Thangthong Kiettaweesuk

Personal information
- Nickname: Machine Gun
- Nationality: Thai
- Born: Thangthong Klongjan August 13, 1977 Amphoe Bo Rai, Trat province, Thailand
- Died: May 26, 2012 (aged 33) Mueang Chanthaburi, Chanthaburi province, Thailand
- Weight: Bantamweight Junior featherweight

Boxing career
- Stance: Southpaw

Boxing record
- Total fights: 24
- Wins: 24
- Win by KO: 17
- Losses: 0
- Draws: 0
- No contests: 0

Medal record
Representing Thailand
Men's amateur boxing
Southeast Asian Games
| Silver medal – second place | 2005 Manila | Bantamweight |

= Thangthong Kiattaweesuk =

Thai boxer

Thangthong Klongjan (แท่งทอง คลองจันทร์; formerly: Tongdaeng Klongjan (ทองแดง คลองจันทร์); August 13, 1978 – May 26, 2012), known as Thangthong Kiettaweesuk (แท่งทอง เกียรติทวีสุข) is a late Thai professional boxer and amateur boxer who fought in Bantamweight and Super bantamweight division.

==Biography and career==
===Early life and Muay Thai===
Thangthong (nicknamed: Daeng; แดง) was born on August 13, 1978, in a remote village in Tambon Nong Bon, Amphoe Bo Rai, Trat province. He started training in Muay Thai when he was around 9 years old, under the name "Daengnoi Detchawee". He first trained with Arak Phutrakul and later moved to the Sit Trat Trakarn camp of Somchai Pothisuwan He was able to develop his skills quickly and started to fight in Bangok under the ring name Chaichana Dechtawee (ชัยชนะ เดชทวี). He occupied the 105lb title at the renowned Lumpinee Boxing Stadium in 1995.

===Boxing===
After Muay Thai he turned to amateur boxing, as a member of the Thailand national team he won a silver medal in the 2005 SEA Games in Manila, Philippines.

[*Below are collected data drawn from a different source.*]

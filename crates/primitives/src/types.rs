use std::fmt::{Display, Formatter};


pub type Name = &'static str;
pub type BlockNumber = u64;
pub type ItemIndex = u32;

/// Runtime spec version the block was produced under
pub type SpecVersion = u32;

pub type Netuid = u16;


#[cfg_attr(feature = "borsh", derive(borsh::BorshSerialize, borsh::BorshDeserialize))]
#[derive(Debug, Default, Clone, Eq, PartialEq)]
pub struct BlockRef {
    pub number: BlockNumber,
    pub hash: String
}


impl BlockRef {
    pub fn new(number: BlockNumber, hash: &str) -> Self {
        Self {
            number,
            hash: hash.to_string()
        }
    }
}


impl Display for BlockRef {
    fn fmt(&self, f: &mut Formatter<'_>) -> std::fmt::Result {
        write!(f, "{}#{}", self.number, self.hash)
    }
}


pub trait Block {
    fn number(&self) -> BlockNumber;

    fn hash(&self) -> &str;

    fn parent_hash(&self) -> &str;
}
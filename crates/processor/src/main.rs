mod cli;
mod server;


use bytes::Bytes;
use clap::Parser;
use cli::Cli;
use std::sync::Arc;
use tao_codec::{Payload, PayloadKind};
use tao_data::substrate::Block;
use tao_data_client::reqwest::{default_http_client, ItemSelection, ReqwestDataClient};
use tao_data_source::StandardDataSource;
use tao_processor::chain_state::RpcChainState;
use tao_processor::config::ProcessorConfig;
use tao_processor::indexer::Indexer;
use tao_processor::metrics::register_metrics;
use tao_processor::processor::{BlockProcessor, ProcessorSettings};
use tao_processor::ss58::Ss58;
use tao_store::{MemoryStorage, RocksStorage, Storage};
use tracing::{error, info, warn};


fn main() -> anyhow::Result<()> {
    let args = Cli::parse();

    init_tracing(args.json_log);

    let result = tokio::runtime::Builder::new_multi_thread()
        .enable_all()
        .build()?
        .block_on(run(args));

    if let Err(err) = result {
        error!(error =? err, "indexer stopped");
        std::process::exit(1)
    }
    Ok(())
}


async fn run(args: Cli) -> anyhow::Result<()> {
    let config = match args.config.as_ref() {
        Some(file) => ProcessorConfig::read_config_file(file)?,
        None => ProcessorConfig::default()
    };
    let codec = config.build_codec()?;

    if let Some(port) = args.prom_port {
        let mut registry = prometheus_client::registry::Registry::default();
        register_metrics(&mut registry);
        tokio::spawn(async move {
            if let Err(err) = server::run_server(registry, port).await {
                error!(error =? err, "metrics server failed")
            }
        });
    }

    let selection = ItemSelection {
        events: Payload::names(PayloadKind::Event),
        calls: Payload::names(PayloadKind::Call)
    };
    let http = default_http_client()?;
    let clients = args.src.iter()
        .map(|url| ReqwestDataClient::new(http.clone(), url.clone(), selection.clone()))
        .collect::<anyhow::Result<Vec<_>>>()?;

    let data_source = StandardDataSource::new(clients, |bytes: Bytes| Block::from_json_bytes(&bytes));

    let storage: Arc<dyn Storage> = match args.database_dir.as_ref() {
        Some(dir) => Arc::new(RocksStorage::open(dir)?),
        None => {
            warn!("no database directory given, indexed data will be kept in memory");
            Arc::new(MemoryStorage::new())
        }
    };

    let processor = BlockProcessor::new(
        codec,
        RpcChainState::new(args.rpc.clone())?,
        Ss58::new(config.ss58_prefix),
        ProcessorSettings {
            resync_interval: config.resync_interval,
            tracked_netuids: config.tracked_netuids.clone()
        }
    )?;

    let mut indexer = Indexer::new(data_source, storage, processor);
    indexer.run(args.first_block, shutdown_signal()).await?;

    info!("bye");
    Ok(())
}


fn init_tracing(json_log: bool) {
    use std::io::IsTerminal;

    let env_filter = tracing_subscriber::EnvFilter::builder().parse_lossy(
        std::env::var(tracing_subscriber::EnvFilter::DEFAULT_ENV)
            .unwrap_or("info".to_string()),
    );

    if std::io::stdout().is_terminal() && !json_log {
        tracing_subscriber::fmt()
            .with_env_filter(env_filter)
            .compact()
            .init();
    } else {
        tracing_subscriber::fmt()
            .with_env_filter(env_filter)
            .json()
            .with_current_span(false)
            .init();
    }
}


async fn shutdown_signal() {
    let ctrl_c = async {
        tokio::signal::ctrl_c()
            .await
            .expect("failed to install Ctrl+C handler");
    };

    #[cfg(unix)]
    let terminate = async {
        tokio::signal::unix::signal(tokio::signal::unix::SignalKind::terminate())
            .expect("failed to install signal handler")
            .recv()
            .await;
    };

    #[cfg(not(unix))]
    let terminate = std::future::pending::<()>();

    tokio::select! {
        _ = ctrl_c => {},
        _ = terminate => {},
    }
}
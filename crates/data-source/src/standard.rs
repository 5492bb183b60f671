use crate::types::{DataEvent, DataSource};
use anyhow::{anyhow, Context};
use bytes::Bytes;
use futures::future::BoxFuture;
use futures::stream::BoxStream;
use futures::{FutureExt, Stream, StreamExt};
use std::future::Future;
use std::pin::Pin;
use std::task::Poll;
use std::time::Duration;
use tao_data_client::{BlockStreamRequest, BlockStreamResponse, DataClient};
use tao_primitives::{Block, BlockNumber, BlockRef};
use tokio::time::Sleep;
use tracing::warn;


struct Endpoint<C> {
    client: C,
    state: EndpointState,
    error_counter: usize
}


enum EndpointState {
    Ready,
    Req {
        req: BlockStreamRequest,
        future: BoxFuture<'static, anyhow::Result<BlockStreamResponse>>
    },
    Stream {
        req: BlockStreamRequest,
        blocks: BoxStream<'static, anyhow::Result<Bytes>>
    },
    Backoff(Pin<Box<Sleep>>)
}


/// Sequential finalized block stream over a set of equivalent endpoints.
///
/// All endpoints are polled, the first one to deliver the next expected block wins.
/// Blocks are guaranteed to be gap-free and linked by parent hash.
pub struct StandardDataSource<C, F> {
    endpoints: Vec<Endpoint<C>>,
    state: DataSourceState<F>
}


struct DataSourceState<F> {
    parse: F,
    finalized_head: Option<BlockRef>,
    position: BlockStreamRequest,
    head_poll_interval: Duration
}


impl<F> DataSourceState<F> {
    fn poll_endpoint<B, C>(
        &mut self,
        ep: &mut Endpoint<C>,
        cx: &mut std::task::Context<'_>
    ) -> Poll<DataEvent<B>>
    where
        B: Block,
        C: DataClient + Clone + 'static,
        F: Fn(Bytes) -> anyhow::Result<B>
    {
        loop {
            match &mut ep.state {
                EndpointState::Ready => {
                    let req = self.position.clone();
                    let client = ep.client.clone();
                    let future = {
                        let req = req.clone();
                        async move { client.stream(req).await }.boxed()
                    };
                    ep.state = EndpointState::Req {
                        req,
                        future
                    }
                },
                EndpointState::Req { req, future } => {
                    match future.poll_unpin(cx) {
                        Poll::Ready(Ok(BlockStreamResponse::Stream { finalized_head, blocks })) => {
                            ep.error_counter = 0;
                            ep.state = EndpointState::Stream {
                                req: req.clone(),
                                blocks
                            };
                            if let Some(head) = self.on_new_finalized_head(finalized_head) {
                                return Poll::Ready(DataEvent::FinalizedHead(head))
                            }
                        },
                        Poll::Ready(Ok(BlockStreamResponse::Empty { finalized_head })) => {
                            ep.error_counter = 0;
                            ep.state = EndpointState::Backoff(
                                Box::pin(tokio::time::sleep(self.head_poll_interval))
                            );
                            if let Some(head) = self.on_new_finalized_head(finalized_head) {
                                return Poll::Ready(DataEvent::FinalizedHead(head))
                            }
                            return Poll::Ready(DataEvent::MaybeOnHead)
                        },
                        Poll::Ready(Err(err)) => ep.on_error(err),
                        Poll::Pending => return Poll::Pending
                    }
                },
                EndpointState::Stream { req, blocks } => {
                    if req.first_block < self.position.first_block {
                        // another endpoint is ahead, this stream will only deliver duplicates
                        ep.state = EndpointState::Ready;
                        continue
                    }
                    match blocks.poll_next_unpin(cx) {
                        Poll::Ready(None) => {
                            ep.error_counter = 0;
                            ep.state = EndpointState::Ready;
                        },
                        Poll::Ready(Some(Ok(bytes))) => {
                            let parsed = (self.parse)(bytes).context("failed to parse a block");
                            match parsed.and_then(|block| self.accept_new_block(block)) {
                                Ok(Some(block)) => {
                                    req.first_block = self.position.first_block;
                                    return Poll::Ready(DataEvent::Block(block))
                                },
                                Ok(None) => {},
                                Err(err) => ep.on_error(err)
                            }
                        },
                        Poll::Ready(Some(Err(err))) => ep.on_error(err),
                        Poll::Pending => return Poll::Pending
                    }
                },
                EndpointState::Backoff(sleep) => {
                    match sleep.as_mut().poll(cx) {
                        Poll::Ready(_) => ep.state = EndpointState::Ready,
                        Poll::Pending => return Poll::Pending
                    }
                }
            }
        }
    }

    fn accept_new_block<B: Block>(&mut self, block: B) -> anyhow::Result<Option<B>> {
        if block.number() < self.position.first_block {
            return Ok(None)
        }

        if block.number() > self.position.first_block {
            return Err(anyhow!(
                "data source skipped blocks: expected {}, but got {}",
                self.position.first_block,
                block.number()
            ))
        }

        if let Some(parent_hash) = self.position.parent_block_hash.as_mut() {
            if block.parent_hash() != parent_hash.as_str() {
                return Err(anyhow!(
                    "chain continuity was violated between {} and {}#{}",
                    parent_hash,
                    block.number(),
                    block.hash()
                ))
            }
            parent_hash.clear();
            parent_hash.push_str(block.hash());
        } else {
            self.position.parent_block_hash = Some(block.hash().to_string());
        }
        self.position.first_block = block.number() + 1;

        Ok(Some(block))
    }

    fn on_new_finalized_head(&mut self, new_head: Option<BlockRef>) -> Option<BlockRef> {
        let new_head = new_head?;

        let is_behind = self.finalized_head
            .as_ref()
            .map_or(false, |current| current.number >= new_head.number);

        if is_behind {
            return None
        }

        self.finalized_head = Some(new_head.clone());
        Some(new_head)
    }
}


impl<C: DataClient> Endpoint<C> {
    fn on_error(&mut self, error: anyhow::Error) {
        let backoff = [0, 100, 200, 500, 1000, 2000, 5000, 10000];
        let pause = backoff[std::cmp::min(self.error_counter, backoff.len() - 1)];
        if pause > 0 {
            warn!(
                error =? error,
                data_source =? self.client,
                "data ingestion error, will disable the data source for {} ms",
                pause
            )
        } else {
            warn!(
                error =? error,
                data_source =? self.client,
                "data ingestion error",
            )
        }
        self.state = if pause > 0 {
            let sleep = tokio::time::sleep(Duration::from_millis(pause));
            EndpointState::Backoff(Box::pin(sleep))
        } else {
            EndpointState::Ready
        };
        self.error_counter += 1;
    }
}


impl<B, C, F> StandardDataSource<C, F>
where
    B: Block,
    C: DataClient + Clone + 'static,
    F: Fn(Bytes) -> anyhow::Result<B>
{
    pub fn new(clients: Vec<C>, parse: F) -> Self {
        let endpoints = clients.into_iter().map(|client| {
            Endpoint {
                client,
                error_counter: 0,
                state: EndpointState::Ready
            }
        }).collect();

        let state = DataSourceState {
            parse,
            finalized_head: None,
            position: BlockStreamRequest {
                first_block: 0,
                parent_block_hash: None
            },
            head_poll_interval: Duration::from_secs(2)
        };

        Self {
            endpoints,
            state
        }
    }

    fn poll_next_event(&mut self, cx: &mut std::task::Context<'_>) -> Poll<DataEvent<B>> {
        for ep in self.endpoints.iter_mut() {
            let event = self.state.poll_endpoint(ep, cx);
            if event.is_ready() {
                return event
            }
        }
        Poll::Pending
    }
}


impl<B, C, F> Stream for StandardDataSource<C, F>
where
    B: Block,
    C: DataClient + Clone + Unpin + 'static,
    F: Fn(Bytes) -> anyhow::Result<B> + Unpin
{
    type Item = DataEvent<B>;

    fn poll_next(self: Pin<&mut Self>, cx: &mut std::task::Context<'_>) -> Poll<Option<Self::Item>> {
        self.get_mut().poll_next_event(cx).map(Some)
    }
}


impl<B, C, F> DataSource for StandardDataSource<C, F>
where
    B: Block,
    C: DataClient + Clone + Unpin + 'static,
    F: Fn(Bytes) -> anyhow::Result<B> + Unpin
{
    type Block = B;

    fn set_position(&mut self, next_block: BlockNumber, parent_block_hash: Option<String>) {
        self.state.position.first_block = next_block;
        self.state.position.parent_block_hash = parent_block_hash;
        self.state.finalized_head = None;
        for ep in self.endpoints.iter_mut() {
            ep.state = EndpointState::Ready;
        }
    }

    fn get_next_block(&self) -> BlockNumber {
        self.state.position.first_block
    }
}
use crate::entities::EntityKind;
use crate::keys::{entity_key, kind_prefix, parse_series_key, series_key, series_prefix, series_upper_bound};
use crate::store::{ChangeSet, Storage};
use anyhow::Context;
use rocksdb::{ColumnFamily, ColumnFamilyDescriptor, Direction, IteratorMode, Options as RocksOptions, WriteBatch};
use std::path::Path;
use tao_primitives::{BlockNumber, BlockRef, Name, Netuid};


const CF_ENTITIES: Name = "ENTITIES";
const CF_SERIES: Name = "SERIES";
const CF_META: Name = "META";

const CURSOR_KEY: &[u8] = b"cursor";


type RocksDB = rocksdb::DB;


pub struct RocksStorage {
    db: RocksDB
}


impl RocksStorage {
    pub fn open(path: impl AsRef<Path>) -> anyhow::Result<Self> {
        let mut options = RocksOptions::default();
        options.create_if_missing(true);
        options.create_missing_column_families(true);
        options.set_wal_compression_type(rocksdb::DBCompressionType::Zstd);

        let db = RocksDB::open_cf_descriptors(&options, path.as_ref(), [
            ColumnFamilyDescriptor::new(CF_ENTITIES, {
                let mut options = RocksOptions::default();
                options.set_compression_type(rocksdb::DBCompressionType::Lz4);
                options
            }),
            ColumnFamilyDescriptor::new(CF_SERIES, RocksOptions::default()),
            ColumnFamilyDescriptor::new(CF_META, RocksOptions::default())
        ]).with_context(|| {
            format!("failed to open database at {}", path.as_ref().display())
        })?;

        Ok(Self {
            db
        })
    }

    fn cf_handle(&self, name: &str) -> &ColumnFamily {
        self.db.cf_handle(name).unwrap()
    }
}


impl Storage for RocksStorage {
    fn get(&self, kind: EntityKind, id: &str) -> anyhow::Result<Option<Vec<u8>>> {
        let value = self.db.get_cf(self.cf_handle(CF_ENTITIES), entity_key(kind, id))?;
        Ok(value)
    }

    fn find_latest(&self, kind: EntityKind, netuid: Netuid) -> anyhow::Result<Option<(BlockNumber, String)>> {
        let prefix = series_prefix(kind, netuid);
        let mut it = self.db.raw_iterator_cf(self.cf_handle(CF_SERIES));
        it.seek_for_prev(series_upper_bound(kind, netuid));
        let latest = match it.key() {
            Some(key) if key.starts_with(&prefix) => Some(parse_series_key(key)?),
            _ => None
        };
        it.status()?;
        Ok(latest)
    }

    fn count(&self, kind: EntityKind) -> anyhow::Result<usize> {
        let prefix = kind_prefix(kind);
        let mut count = 0;
        let it = self.db.iterator_cf(
            self.cf_handle(CF_ENTITIES),
            IteratorMode::From(&prefix, Direction::Forward)
        );
        for item in it {
            let (key, _) = item?;
            if !key.starts_with(&prefix) {
                break
            }
            count += 1;
        }
        Ok(count)
    }

    fn get_cursor(&self) -> anyhow::Result<Option<BlockRef>> {
        let maybe_bytes = self.db.get_pinned_cf(self.cf_handle(CF_META), CURSOR_KEY)?;
        Ok(if let Some(bytes) = maybe_bytes {
            let cursor = borsh::from_slice(bytes.as_ref())?;
            Some(cursor)
        } else {
            None
        })
    }

    fn commit(&self, changes: ChangeSet) -> anyhow::Result<()> {
        let entities = self.cf_handle(CF_ENTITIES);
        let series = self.cf_handle(CF_SERIES);

        let mut batch = WriteBatch::default();
        for row in changes.rows.iter() {
            if let Some((netuid, block)) = row.stale_series {
                batch.delete_cf(series, series_key(row.kind, netuid, block, &row.id));
            }
            if let Some((netuid, block)) = row.series {
                batch.put_cf(series, series_key(row.kind, netuid, block, &row.id), b"");
            }
            batch.put_cf(entities, entity_key(row.kind, &row.id), &row.data);
        }
        batch.put_cf(self.cf_handle(CF_META), CURSOR_KEY, borsh::to_vec(&changes.block)?);

        self.db.write(batch)?;
        Ok(())
    }
}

Later in 2007 he turned to professional boxing and won the IBF Pan Pacific Bantamweight title in his seventh fight by defeating North Korean boxer, I-hon Kim on November 23, 2007, at Bangkok Bus Terminal (Morchit), Chatuchak District, Bangkok and defended it 10 times.

In 2010 he won the vacant WBC International Bantamweight by points over Kenyan boxer, Nick Otieno at Ratchaburi province and he defended his IBF title 15 time by defeating the points over Richard Samosir an Indonesian challenger on May 20, 2011, at Rayong province.

On May 18, 2012, he won the IBF Junior featherweight interim title over Macbute Sinyabi South Africans by KO in the 10th round at Nakhon Ratchasima province in the elimination fight for winner to challenge with the winner of the IBF-WBO unification fight between Nonito Donaire and Jeffrey Mathebula in order of IBF.

===Death===
On May 26, 2012, only eight days after his last fight, Thangthong was killed in a car accident with his family, including Theeraporn Klongjan his wife and twin nephews on Sukhumvit Road, Chanthaburi province.

==Titles and accomplishments==
===Muay Thai===
- Lumpinee Stadium
  - 1995 Lumpinee Stadium Mini Flyweight (105 lbs) Champion

===Boxing===
- IBF Pan Pacific Bantamweight Champion (November 2007) (118 lbs)
- WBC International Bantamweight Champion (December 2010) (118 lbs)
- IBF Interim Junior Bantamweight Champion (May 2012) (122 lbs)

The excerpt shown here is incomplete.